New songs mark sixth anniversary of French star Johnny Hallyday’s death

Fans of the late Johnny Hallyday, "the French Elvis Presley", will be able to commemorate the sixth anniversary of his death with two songs never released before.

New songs mark sixth anniversary of French star Johnny Hallyday's death

Hallyday, blessed with a powerful husky voice and seemingly boundless energy, died in December 2017, aged 74, of lung cancer after a long music and acting career.

After an estimated 110 million records sold during his lifetime – making him one of the world’s best-selling singers -Hallyday’s success has continued unabated beyond his death.

Almost half of his current listeners on Spotify are under the age of 35, according to the streaming service, and a posthumous greatest hits collection of “France’s favourite rock’n’roller”, whose real name was Jean-Philippe Leo
Smet, sold more than half a million copies.

The two new songs, Un cri (A cry) and Grave-moi le coeur (Engrave my heart), are featured on two albums published by different labels which also contain already-known hits in remastered or symphonic versions.

Un cri was written in 2017 by guitarist and producer Maxim Nucci – better known as Yodelice – who worked with Hallyday during the singer’s final years.

At the time Hallyday had just learned that his cancer had returned, and he “felt the need to make music outside the framework of an album,” Yodelice told reporters this week.

Hallyday recorded a demo version of the song, accompanied only by an acoustic blues guitar, but never brought it to full production.

Sensing the fans’ unbroken love for Hallyday, Yodelice decided to finish the job.
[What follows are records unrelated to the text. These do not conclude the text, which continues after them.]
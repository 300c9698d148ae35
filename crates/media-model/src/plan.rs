//! Clip and transition specs, and the assembled render plan.

use std::path::PathBuf;

use serde::{Deserialize, Serialize};

/// Motion applied to a still image over its clip duration (Ken Burns).
#[derive(Debug, Clone, Copy, PartialEq, Eq, Serialize, Deserialize, Default)]
#[serde(rename_all = "snake_case")]
pub enum MotionStyle {
    ZoomIn,
    ZoomOut,
    Pan,
    #[default]
    Static,
}

impl MotionStyle {
    /// Parse an untrusted motion identifier from the effect-selection
    /// collaborator. Unknown identifiers map by family so a bad selector
    /// list can never fail a job: anything zoom-like keeps its direction,
    /// pan/slide-like motion becomes `Pan`, everything else is `Static`.
    pub fn from_identifier(raw: &str) -> Self {
        let id = raw.trim().to_ascii_lowercase();
        match id.as_str() {
            "zoom_in" | "zoomin" | "ken_burns_in" => Self::ZoomIn,
            "zoom_out" | "zoomout" | "ken_burns_out" => Self::ZoomOut,
            "pan" | "pan_left" | "pan_right" => Self::Pan,
            "static" | "none" | "hold" => Self::Static,
            _ if id.contains("zoom") && id.contains("out") => Self::ZoomOut,
            _ if id.contains("zoom") => Self::ZoomIn,
            _ if id.contains("pan") || id.contains("slide") => Self::Pan,
            _ => Self::Static,
        }
    }

    pub fn as_str(&self) -> &'static str {
        match self {
            Self::ZoomIn => "zoom_in",
            Self::ZoomOut => "zoom_out",
            Self::Pan => "pan",
            Self::Static => "static",
        }
    }
}

/// One clip of the output: a still image animated over a beat-exact span.
///
/// Invariant: for consecutive clips,
/// `clips[i].start_secs + clips[i].duration_secs == clips[i+1].start_secs`
/// before transition overlap is subtracted.
#[derive(Debug, Clone, PartialEq, Serialize, Deserialize)]
pub struct ClipSpec {
    /// Source image on local disk.
    pub image: PathBuf,

    /// Start time in the output timeline (seconds).
    pub start_secs: f64,

    /// Clip duration (seconds), always > 0.
    pub duration_secs: f64,

    /// Motion applied to the image.
    pub motion: MotionStyle,

    /// Zero-based playback order. Also determines the segment file name,
    /// so ordering is recoverable regardless of generation completion order.
    pub index: usize,
}

impl ClipSpec {
    /// End time in the output timeline (seconds).
    pub fn end_secs(&self) -> f64 {
        self.start_secs + self.duration_secs
    }
}

/// A planned transition between two adjacent clips.
///
/// `kind` is always drawn from the transition catalog's allow-list by the
/// time a spec exists; deny-listed and unknown identifiers are substituted
/// during planning, never passed through.
#[derive(Debug, Clone, PartialEq, Serialize, Deserialize)]
pub struct TransitionSpec {
    /// Index of the outgoing clip.
    pub from_index: usize,

    /// Index of the incoming clip.
    pub to_index: usize,

    /// Resolved transition kind (catalog identifier).
    pub kind: String,

    /// Transition duration (seconds), clamped to the kind's bounds.
    pub duration_secs: f64,

    /// Offset in the composed timeline at which the transition starts.
    pub start_offset_secs: f64,
}

/// Output geometry for the rendered video.
#[derive(Debug, Clone, Copy, PartialEq, Eq, Serialize, Deserialize)]
pub struct OutputGeometry {
    pub width: u32,
    pub height: u32,
    pub fps: u32,
}

impl Default for OutputGeometry {
    fn default() -> Self {
        Self {
            width: 1080,
            height: 1920,
            fps: 30,
        }
    }
}

/// Preferred encoder class; the render engine falls back to CPU encoding
/// when accelerated encoding is not available on the host.
#[derive(Debug, Clone, Copy, PartialEq, Eq, Serialize, Deserialize, Default)]
#[serde(rename_all = "snake_case")]
pub enum EncoderPreference {
    #[default]
    Gpu,
    Cpu,
}

/// The complete, read-only plan for one render job.
#[derive(Debug, Clone, Serialize, Deserialize)]
pub struct RenderPlan {
    /// Ordered clips.
    pub clips: Vec<ClipSpec>,

    /// Ordered transitions, one per adjacent clip pair (`clips.len() - 1`,
    /// or empty when there are fewer than two clips).
    pub transitions: Vec<TransitionSpec>,

    /// Target output geometry.
    pub geometry: OutputGeometry,

    /// Encoder preference.
    pub encoder: EncoderPreference,
}

impl RenderPlan {
    /// Total planned duration before transition overlap is subtracted.
    pub fn gross_duration_secs(&self) -> f64 {
        self.clips.iter().map(|c| c.duration_secs).sum()
    }

    /// Total planned duration after transition overlap is subtracted.
    pub fn net_duration_secs(&self) -> f64 {
        let overlap: f64 = self.transitions.iter().map(|t| t.duration_secs).sum();
        self.gross_duration_secs() - overlap
    }
}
He separated the voice track from the guitar which he felt was too tame, and arranged a rockier, full-band accompaniment.

“It felt like I was playing with my buddy,” he said.

The second song, Grave-moi le coeur, is to be published in December under the artistic responsibility of another of the singer’s close collaborators, the arranger Yvan Cassar.

Hallyday recorded the song – a French version of Elvis’s Love Me Tender – with a view to performing it at a 1996 show in Las Vegas.

But in the end he did not play it live, opting instead for the original English-language version, and did not include it in any album.

“This may sound crazy, but the song was on a rehearsal tape that had never been digitalised,” Cassar told AFP.

The new songs are unlikely to be the last of new Hallyday tunes to delight fans, a source with knowledge of his work said. “There’s still a huge mass of recordings out there spanning his whole career,” the source said.